Observing the cell surface and underlying cytoskeleton at nanoscale resolution using super-resolution microscopy has enabled many insights into cell signalling and function. However, the nanoscale dynamics of tissue-specific immune cells have been relatively little studied. Tissue macrophages, for example, are highly auto-fluorescent, severely limiting the utility of light microscopy. Here, we report a correction technique to remove auto-fluorescent noise from Stochastic Optical Reconstruction Microscopy (STORM) datasets. Simulations identified a moving median filter as an accurate and robust correction technique.
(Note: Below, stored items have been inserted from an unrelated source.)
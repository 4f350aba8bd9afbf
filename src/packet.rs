// SPDX-License-Identifier: Apache-2.0
// Copyright (c) 2025 Au-Zone Technologies. All Rights Reserved.

//! Legacy Velodyne data packet layout.
//!
//! # Packet Structure
//!
//! Data packets are 1206 bytes of UDP payload:
//! - 12 firing blocks × 100 bytes = 1200 bytes
//!   - Block identifier: 2 bytes, little-endian (`0xEEFF`, `0xDDFF`, ...)
//!   - Azimuth: 2 bytes, hundredths of a degree (0-35999)
//!   - 32 laser returns × 3 bytes (distance: u16, intensity: u8)
//! - Time of hour: 4 bytes, microseconds
//! - Factory field 1: return mode
//! - Factory field 2: sensor model
//!
//! The slice types below borrow the caller's buffer; nothing is copied.

use crate::lidar::{Error, ReturnMode, SensorModel};

/// Data packet size in bytes
pub const PACKET_SIZE: usize = 1206;

/// Number of firing blocks per packet
pub const FIRINGS_PER_PACKET: usize = 12;

/// Number of laser slots in a firing block
pub const LASERS_PER_FIRING: usize = 32;

/// Size of one laser return in bytes
pub const LASER_RETURN_SIZE: usize = 3;

/// Size of one firing block in bytes
pub const FIRING_BLOCK_SIZE: usize = 4 + LASERS_PER_FIRING * LASER_RETURN_SIZE;

/// Offset of the time-of-hour counter
const TIMESTAMP_OFFSET: usize = FIRINGS_PER_PACKET * FIRING_BLOCK_SIZE;

/// Offset of factory field 1 (return mode)
const FACTORY_FIELD1_OFFSET: usize = TIMESTAMP_OFFSET + 4;

/// Offset of factory field 2 (sensor model)
const FACTORY_FIELD2_OFFSET: usize = TIMESTAMP_OFFSET + 5;

/// Maximum number of lasers addressable by block identifiers
pub const MAX_LASERS: usize = 128;

/// Raw packet handed to the interpreter by the capture or network layer.
#[derive(Clone, Copy, Debug)]
pub struct RawPacket<'a> {
    pub data: &'a [u8],
    /// Byte offset of the packet in its capture file, if replayed
    pub file_position: Option<u64>,
    /// Packet arrival time in seconds, if known
    pub network_time: Option<f64>,
}

impl<'a> RawPacket<'a> {
    /// Packet without capture metadata.
    pub fn new(data: &'a [u8]) -> Self {
        Self {
            data,
            file_position: None,
            network_time: None,
        }
    }

    pub fn with_file_position(mut self, position: u64) -> Self {
        self.file_position = Some(position);
        self
    }

    pub fn with_network_time(mut self, time: f64) -> Self {
        self.network_time = Some(time);
        self
    }

    pub fn len(&self) -> usize {
        self.data.len()
    }

    pub fn is_empty(&self) -> bool {
        self.data.is_empty()
    }
}

/// Firing block identifiers, one per bank of 32 lasers.
#[derive(Clone, Copy, Debug, PartialEq, Eq)]
pub enum BlockId {
    /// Lasers 0-31
    Upper = 0xeeff,
    /// Lasers 32-63
    Lower = 0xddff,
    /// Lasers 64-95 (VLS-128)
    Bank2 = 0xccff,
    /// Lasers 96-127 (VLS-128)
    Bank3 = 0xbbff,
}

impl BlockId {
    pub fn from_u16(value: u16) -> Option<Self> {
        match value {
            0xeeff => Some(BlockId::Upper),
            0xddff => Some(BlockId::Lower),
            0xccff => Some(BlockId::Bank2),
            0xbbff => Some(BlockId::Bank3),
            _ => None,
        }
    }

    /// Laser id of the first slot of the block.
    pub fn laser_offset(&self) -> usize {
        match self {
            BlockId::Upper => 0,
            BlockId::Lower => 32,
            BlockId::Bank2 => 64,
            BlockId::Bank3 => 96,
        }
    }
}

/// Cheap structural test: correct size and every block identifier known.
///
/// Pure and stateless. Buffers longer than [`PACKET_SIZE`] are accepted and
/// only their first [`PACKET_SIZE`] bytes are interpreted.
pub fn is_lidar_packet(data: &[u8]) -> bool {
    PacketSlice::from_slice(data).is_ok()
}

/// One laser return
#[derive(Clone, Copy, Debug, Default, PartialEq, Eq)]
pub struct LaserReturn {
    /// Raw distance in sensor units
    pub distance: u16,
    /// Raw intensity
    pub intensity: u8,
}

/// Borrowed view of one firing block.
#[derive(Copy, Clone, Debug, Eq, PartialEq)]
pub struct FiringBlock<'a> {
    slice: &'a [u8],
}

impl<'a> FiringBlock<'a> {
    pub fn block_id(&self) -> BlockId {
        // Validated by PacketSlice::from_slice
        BlockId::from_u16(self.raw_block_id()).unwrap_or(BlockId::Upper)
    }

    pub fn raw_block_id(&self) -> u16 {
        u16::from_le_bytes([self.slice[0], self.slice[1]])
    }

    /// Azimuth in hundredths of a degree.
    pub fn azimuth(&self) -> u16 {
        u16::from_le_bytes([self.slice[2], self.slice[3]])
    }

    pub fn laser_return(&self, slot: usize) -> LaserReturn {
        let start = 4 + slot * LASER_RETURN_SIZE;
        LaserReturn {
            distance: u16::from_le_bytes([self.slice[start], self.slice[start + 1]]),
            intensity: self.slice[start + 2],
        }
    }

    pub fn laser_returns(&self) -> impl Iterator<Item = LaserReturn> + 'a {
        self.slice[4..FIRING_BLOCK_SIZE]
            .chunks_exact(LASER_RETURN_SIZE)
            .map(|chunk| LaserReturn {
                distance: u16::from_le_bytes([chunk[0], chunk[1]]),
                intensity: chunk[2],
            })
    }
}

/// Borrowed, validated view of a data packet.
#[derive(Copy, Clone, Debug, Eq, PartialEq)]
pub struct PacketSlice<'a> {
    slice: &'a [u8],
}

impl<'a> PacketSlice<'a> {
    pub fn from_slice(slice: &'a [u8]) -> Result<PacketSlice<'a>, Error> {
        if slice.len() < PACKET_SIZE {
            return Err(Error::UnexpectedEnd(slice.len()));
        }
        let slice = &slice[..PACKET_SIZE];

        for block in 0..FIRINGS_PER_PACKET {
            let start = block * FIRING_BLOCK_SIZE;
            let id = u16::from_le_bytes([slice[start], slice[start + 1]]);
            if BlockId::from_u16(id).is_none() {
                return Err(Error::UnknownBlockId { block, id });
            }
        }

        Ok(PacketSlice { slice })
    }

    pub fn firing(&self, block: usize) -> FiringBlock<'a> {
        let start = block * FIRING_BLOCK_SIZE;
        FiringBlock {
            slice: &self.slice[start..start + FIRING_BLOCK_SIZE],
        }
    }

    pub fn firings(&self) -> impl Iterator<Item = FiringBlock<'a>> + 'a {
        self.slice[..TIMESTAMP_OFFSET]
            .chunks_exact(FIRING_BLOCK_SIZE)
            .map(|slice| FiringBlock { slice })
    }

    /// Time-of-hour counter in microseconds.
    pub fn raw_time(&self) -> u32 {
        u32::from_le_bytes([
            self.slice[TIMESTAMP_OFFSET],
            self.slice[TIMESTAMP_OFFSET + 1],
            self.slice[TIMESTAMP_OFFSET + 2],
            self.slice[TIMESTAMP_OFFSET + 3],
        ])
    }

    pub fn factory_field1(&self) -> u8 {
        self.slice[FACTORY_FIELD1_OFFSET]
    }

    pub fn factory_field2(&self) -> u8 {
        self.slice[FACTORY_FIELD2_OFFSET]
    }

    pub fn is_vls128(&self) -> bool {
        SensorModel::from_factory_byte(self.factory_field2()) == SensorModel::Vls128
    }

    /// HDL-64 packets alternate upper and lower half-blocks.
    pub fn is_hdl64(&self) -> bool {
        !self.is_vls128() && self.firing(1).block_id() == BlockId::Lower
    }

    /// Model reported by the packet. HDL-64 is recognised by structure
    /// since its factory fields carry status bytes.
    pub fn reported_model(&self) -> SensorModel {
        if self.is_hdl64() {
            SensorModel::Hdl64
        } else {
            SensorModel::from_factory_byte(self.factory_field2())
        }
    }

    /// Return mode from factory field 1. Meaningless on HDL-64.
    pub fn return_mode(&self) -> Option<ReturnMode> {
        ReturnMode::from_factory_byte(self.factory_field1())
    }

    pub fn is_dual_return(&self) -> bool {
        self.factory_field1() == ReturnMode::Dual as u8
    }

    /// HDL-64 return mode, read from structure since its factory fields
    /// rotate status bytes. In dual mode one azimuth spans four blocks
    /// (upper and lower for each return) instead of two.
    pub fn hdl64_return_mode(&self) -> ReturnMode {
        let azimuth = |block: usize| self.firing(block).azimuth();
        if azimuth(0) == azimuth(2) && azimuth(2) != azimuth(4) {
            ReturnMode::Dual
        } else {
            ReturnMode::Strongest
        }
    }

    /// Consecutive blocks forming one dual-return group: the first return
    /// of every bank, then the second return of every bank.
    pub fn dual_group_size(hdl64: bool, vls128: bool) -> usize {
        if vls128 {
            8
        } else if hdl64 {
            4
        } else {
            2
        }
    }

    /// Whether firing `block` carries the second return of a dual pair.
    ///
    /// 32-lane sensors pair blocks (last, strongest); HDL-64 groups four
    /// (upper last, lower last, upper strongest, lower strongest); VLS-128
    /// groups eight, one block per bank and return.
    pub fn is_dual_return_firing(block: usize, dual: bool, group: usize) -> bool {
        dual && block % group >= group / 2
    }
}

#[cfg(test)]
mod tests {
    use super::*;
    use crate::synthetic::PacketBuilder;

    #[test]
    fn test_layout_constants() {
        assert_eq!(FIRING_BLOCK_SIZE, 100);
        assert_eq!(TIMESTAMP_OFFSET, 1200);
        assert_eq!(FACTORY_FIELD2_OFFSET, PACKET_SIZE - 1);
    }

    #[test]
    fn test_classify_size() {
        let packet = PacketBuilder::new().build();
        assert!(is_lidar_packet(&packet));
        assert!(!is_lidar_packet(&packet[..PACKET_SIZE - 1]));
        assert!(!is_lidar_packet(&[]));
    }

    #[test]
    fn test_classify_trailing_bytes() {
        let mut packet = PacketBuilder::new().build();
        packet.extend_from_slice(&[0u8; 8]);
        assert!(is_lidar_packet(&packet));
    }

    #[test]
    fn test_classify_bad_signature() {
        let mut packet = PacketBuilder::new().build();
        packet[5 * FIRING_BLOCK_SIZE] = 0x00;
        assert!(!is_lidar_packet(&packet));
        match PacketSlice::from_slice(&packet) {
            Err(Error::UnknownBlockId { block, .. }) => assert_eq!(block, 5),
            other => panic!("unexpected result: {:?}", other),
        }
    }

    #[test]
    fn test_field_access() {
        let packet = PacketBuilder::new()
            .model_byte(0x22)
            .return_mode(ReturnMode::Dual)
            .raw_time(123_456_789)
            .azimuth(3, 12_345)
            .laser(3, 7, 1000, 42)
            .build();
        let slice = PacketSlice::from_slice(&packet).unwrap();

        assert_eq!(slice.raw_time(), 123_456_789);
        assert_eq!(slice.factory_field1(), 0x39);
        assert_eq!(slice.factory_field2(), 0x22);
        assert_eq!(slice.reported_model(), SensorModel::Vlp16);
        assert!(slice.is_dual_return());
        assert_eq!(slice.firing(3).azimuth(), 12_345);
        assert_eq!(
            slice.firing(3).laser_return(7),
            LaserReturn {
                distance: 1000,
                intensity: 42
            }
        );
        assert_eq!(slice.firings().count(), FIRINGS_PER_PACKET);
        assert_eq!(slice.firing(3).laser_returns().nth(7).unwrap().distance, 1000);
    }

    #[test]
    fn test_hdl64_detection() {
        let packet = PacketBuilder::new().hdl64().build();
        let slice = PacketSlice::from_slice(&packet).unwrap();
        assert!(slice.is_hdl64());
        assert_eq!(slice.reported_model(), SensorModel::Hdl64);
        assert_eq!(slice.firing(0).block_id(), BlockId::Upper);
        assert_eq!(slice.firing(1).block_id().laser_offset(), 32);

        let packet = PacketBuilder::new().model_byte(0xa1).hdl64().build();
        let slice = PacketSlice::from_slice(&packet).unwrap();
        assert!(!slice.is_hdl64());
        assert!(slice.is_vls128());
    }

    #[test]
    fn test_dual_return_firing_blocks() {
        let second_returns = |group: usize| -> Vec<usize> {
            (0..FIRINGS_PER_PACKET)
                .filter(|&b| PacketSlice::is_dual_return_firing(b, true, group))
                .collect()
        };

        assert_eq!(PacketSlice::dual_group_size(false, false), 2);
        assert_eq!(second_returns(2), vec![1, 3, 5, 7, 9, 11]);
        assert_eq!(PacketSlice::dual_group_size(true, false), 4);
        assert_eq!(second_returns(4), vec![2, 3, 6, 7, 10, 11]);
        assert_eq!(PacketSlice::dual_group_size(false, true), 8);
        assert_eq!(second_returns(8), vec![4, 5, 6, 7]);

        assert!(!PacketSlice::is_dual_return_firing(1, false, 2));
    }

    #[test]
    fn test_hdl64_return_mode_from_structure() {
        let mut dual = PacketBuilder::new().hdl64();
        let mut single = PacketBuilder::new().hdl64();
        for block in 0..FIRINGS_PER_PACKET {
            dual = dual.azimuth(block, (block / 4) as u16 * 18);
            single = single.azimuth(block, (block / 2) as u16 * 18);
        }

        let packet = dual.build();
        let slice = PacketSlice::from_slice(&packet).unwrap();
        assert_eq!(slice.hdl64_return_mode(), ReturnMode::Dual);

        let packet = single.build();
        let slice = PacketSlice::from_slice(&packet).unwrap();
        assert_eq!(slice.hdl64_return_mode(), ReturnMode::Strongest);

        // A stationary head repeats every azimuth
        let packet = PacketBuilder::new().hdl64().build();
        let slice = PacketSlice::from_slice(&packet).unwrap();
        assert_eq!(slice.hdl64_return_mode(), ReturnMode::Strongest);
    }

    #[test]
    fn test_raw_packet_metadata() {
        let data = [0u8; 4];
        let packet = RawPacket::new(&data)
            .with_file_position(4096)
            .with_network_time(12.5);
        assert_eq!(packet.file_position, Some(4096));
        assert_eq!(packet.network_time, Some(12.5));
        assert_eq!(packet.len(), 4);
    }
}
Using this, we were able to visualise lung macrophages activated through Fc receptors by antibody-coated glass slides. Accurate, nanoscale quantification of macrophage morphology revealed that activation induced the formation of cellular protrusions tipped with MHC class I protein. These data are consistent with a role for lung macrophage protrusions in antigen presentation. We further show that the tetraspanin and extracellular vesicle (EV) marker CD81 appears in ring-shaped structures (mean diameter 93 ± 50 nm) at the surface of activated lung macrophages, likely marking the secretion of extracellular vesicles. Moreover, this correction method for super-resolution microscopy is widely applicable to other challenging biological samples.